Airport Road is a major east–west thoroughfare in Huntsville, Alabama that connects the Jones Valley and Hampton Cove subdivisions to Memorial Parkway and the rest of the city. On average approximately 32,000 vehicles travel the 2-mile stretch of road a day.

Street Description

From the west, the road starts as the five-lane highway Johnson Road coming from Triana Boulevard heading east. At Leeman Ferry Road, Johnson Road becomes Airport Road traveling through John Hunt Park as a scenic four lane divided highway leading to Memorial Parkway. Once crossing under the Parkway, the road  crosses over a former Louisville and Nashville Railroad rail line as the travel lanes of Airport Road get narrow as the five-lane highway fits in between the many businesses down the street.

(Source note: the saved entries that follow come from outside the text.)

use crate::error::{AdrError, Result};
use crate::index;
use crate::io;
use crate::paths;
use crate::record::{self, RecordDoc, RecordSummary};
use crate::status::Status;
use chrono::Local;
use serde::Serialize;
use std::path::{Path, PathBuf};

/// Attempts at claiming a fresh record number before giving up on a store
/// that is being written to concurrently.
const CREATE_ATTEMPTS: u32 = 5;

/// A directory of numbered decision records plus the generated index.
/// Every operation derives its view from a fresh directory scan; the files
/// are the only durable state.
pub struct Store {
    dir: PathBuf,
}

/// What `init` created, for reporting.
#[derive(Debug, Serialize)]
pub struct InitOutcome {
    pub dir: PathBuf,
    /// Seed record filename when this call wrote it.
    pub seed_created: Option<String>,
    pub index_created: bool,
    /// Records present after the call.
    pub records: usize,
}

#[derive(Debug, Serialize)]
pub struct CreatedRecord {
    pub number: u32,
    pub path: PathBuf,
}

#[derive(Debug, Serialize)]
pub struct IndexOutcome {
    pub path: PathBuf,
    pub records: usize,
    pub active: usize,
    pub retired: usize,
}

impl Store {
    /// A store rooted at `dir`. Nothing on disk is touched until an
    /// operation runs.
    pub fn new(dir: impl Into<PathBuf>) -> Self {
        Self { dir: dir.into() }
    }

    pub fn dir(&self) -> &Path {
        &self.dir
    }

    pub fn index_path(&self) -> PathBuf {
        paths::index_path(&self.dir)
    }

    // -----------------------------------------------------------------------
    // Operations
    // -----------------------------------------------------------------------

    /// Create the store directory, the seed record, and an empty index.
    /// Idempotent: a store that already holds any record file keeps its
    /// files exactly as they are, so a hand-deleted seed is never reborn
    /// and record 0001 is never assigned twice.
    pub fn init(&self) -> Result<InitOutcome> {
        io::ensure_dir(&self.dir)?;

        let seed_created = if self.scan()?.is_empty() {
            let slug = paths::slugify(record::SEED_TITLE);
            let file = paths::record_file_name(record::SEED_NUMBER, &slug);
            let content = record::render_seed(Local::now().date_naive());
            if io::create_exclusive(&self.dir.join(&file), content.as_bytes())? {
                Some(file)
            } else {
                None
            }
        } else {
            None
        };

        let index_created =
            io::write_if_missing(&self.index_path(), index::render(&[]).as_bytes())?;

        Ok(InitOutcome {
            dir: self.dir.clone(),
            seed_created,
            index_created,
            records: self.scan()?.len(),
        })
    }

    /// Create a new record and return its assigned number and path.
    ///
    /// The number is derived from a fresh scan (max existing + 1) and the
    /// file is claimed with a create-new write, so a concurrent creator can
    /// cost a retry but never a silent overwrite. Bootstraps the store when
    /// the directory or seed is missing.
    pub fn create(&self, title: &str, status: &Status) -> Result<CreatedRecord> {
        let title = title.trim();
        if title.is_empty() {
            return Err(AdrError::EmptyTitle);
        }
        self.init()?;

        let slug = paths::slugify(title);
        let date = Local::now().date_naive();
        for _ in 0..CREATE_ATTEMPTS {
            let number = self.next_number()?;
            let path = paths::record_path(&self.dir, number, &slug);
            let content = record::render_skeleton(number, title, date, status);
            if io::create_exclusive(&path, content.as_bytes())? {
                return Ok(CreatedRecord { number, path });
            }
        }
        Err(AdrError::CreateContention(CREATE_ATTEMPTS))
    }

    /// Rewrite the status section of record `number`, leaving every other
    /// section byte-identical. A `Superseded` status requires the number of
    /// an existing superseding record; the old status is kept underneath
    /// the reference line, struck through. The heading and `Date:` line are
    /// never touched.
    pub fn update_status(
        &self,
        number: u32,
        status: &Status,
        superseded_by: Option<u32>,
    ) -> Result<()> {
        let path = self.find_record(number)?;
        let raw = std::fs::read_to_string(&path)?;
        let mut doc = RecordDoc::parse(&raw);

        let body = match status {
            Status::Superseded => {
                let by = superseded_by.ok_or(AdrError::MissingSupersededBy)?;
                let by_path = match self.find_record(by) {
                    Ok(p) => p,
                    Err(AdrError::RecordNotFound(_)) => {
                        return Err(AdrError::SupersededByNotFound(by))
                    }
                    Err(e) => return Err(e),
                };
                let by_file = by_path
                    .file_name()
                    .map(|n| n.to_string_lossy().into_owned())
                    .unwrap_or_default();
                let old = doc.status_line().unwrap_or(record::UNKNOWN).to_string();
                record::superseded_status(by, &by_file, &old)
            }
            other => other.as_str().to_string(),
        };

        if !doc.set_status_body(&body) {
            return Err(AdrError::MissingStatusSection(number));
        }
        io::atomic_write(&path, doc.render().as_bytes())
    }

    /// Summaries of every record, ascending by number. Damaged records come
    /// back with `unknown` fields rather than failing the listing.
    pub fn list(&self) -> Result<Vec<RecordSummary>> {
        let mut out = Vec::new();
        for (number, file) in self.scan()? {
            let raw = std::fs::read_to_string(self.dir.join(&file))?;
            out.push(RecordSummary::parse(number, &file, &raw));
        }
        Ok(out)
    }

    /// Rebuild the index from the current records and atomically replace
    /// it. Regenerating over an unchanged store is byte-identical.
    pub fn regenerate_index(&self) -> Result<IndexOutcome> {
        let records = self.list()?;
        let content = index::render(&records);
        let path = self.index_path();
        io::atomic_write(&path, content.as_bytes())?;

        let (active, retired) = index::partition(&records);
        Ok(IndexOutcome {
            path,
            records: records.len(),
            active: active.len(),
            retired: retired.len(),
        })
    }

    // -----------------------------------------------------------------------
    // Scanning
    // -----------------------------------------------------------------------

    /// All record files as (number, filename), ascending. NotInitialized
    /// when the store directory itself is missing.
    fn scan(&self) -> Result<Vec<(u32, String)>> {
        if !self.dir.is_dir() {
            return Err(AdrError::NotInitialized(self.dir.clone()));
        }
        let mut records = Vec::new();
        for entry in std::fs::read_dir(&self.dir)? {
            let entry = entry?;
            let name = entry.file_name().to_string_lossy().into_owned();
            if let Some(number) = paths::record_number(&name) {
                records.push((number, name));
            }
        }
        records.sort();
        Ok(records)
    }

    fn next_number(&self) -> Result<u32> {
        let max = self.scan()?.into_iter().map(|(n, _)| n).max().unwrap_or(0);
        Ok(max + 1)
    }

    /// Path of the record numbered `number`, whatever its slug.
    fn find_record(&self, number: u32) -> Result<PathBuf> {
        self.scan()?
            .into_iter()
            .find(|(n, _)| *n == number)
            .map(|(_, file)| self.dir.join(file))
            .ok_or(AdrError::RecordNotFound(number))
    }
}

// ---------------------------------------------------------------------------
// Tests
// ---------------------------------------------------------------------------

Airport Road passes north of the Westbury Shopping Center and south of the Country Club apartments.

Airport Road has signalized intersections with Balmoral Drive and Queensbury Drive, both of which lead to the large Waterford Square (formerly named Queensbury) apartments complex, and Chateau Drive, which leads to a residential neighborhood. Following these intersections is Hospital Drive, which leads to Crestwood Medical Center to the north. Several churches, including Trinity United Methodist Church, run along the south side of Airport Road. Airport Road then meets Whitesburg Drive, where it travels across Garth Mountain, then runs into Jones Valley, where the road then becomes Carl T. Jones Drive.  The same  stretch of asphalt has several more names (Bailey Cove Road, Green Cove Road, Buxton Road, Dodd Road) until it loops back through Redstone Arsenal to  from where it started.

History
Airport Road once provided direct access to the old airport from Whitesburg Drive, which was once US-231. The old airport was located west of Memorial Parkway in what is now John Hunt Park. In fact, several old runways still exist.

On November 15, 1989, a tornado destroyed much of the businesses along Airport Road including numerous houses in the heavily populated residential areas around the road. Twenty-one people died, 463 were injured, and it caused an estimated $100 million in damage.

Major intersections
Airport Road continues west as Johnson Road at the intersection of Leeman Ferry Road. The road continues as Carl T. Jones Drive in the east at the top of Garth Mountain. The road later becomes Bailey Cove Road and Green Cove Road.

Retail
Shopping centers located on Airport Road include:
 Piedmont Point Shopping Center
 The Village on Whitesburg
 Westbury Shopping Center
 Whitesburg Shopping Center, since 1990

Transportation
Shuttle buses provided by the City of Huntsville stop along Airport Road.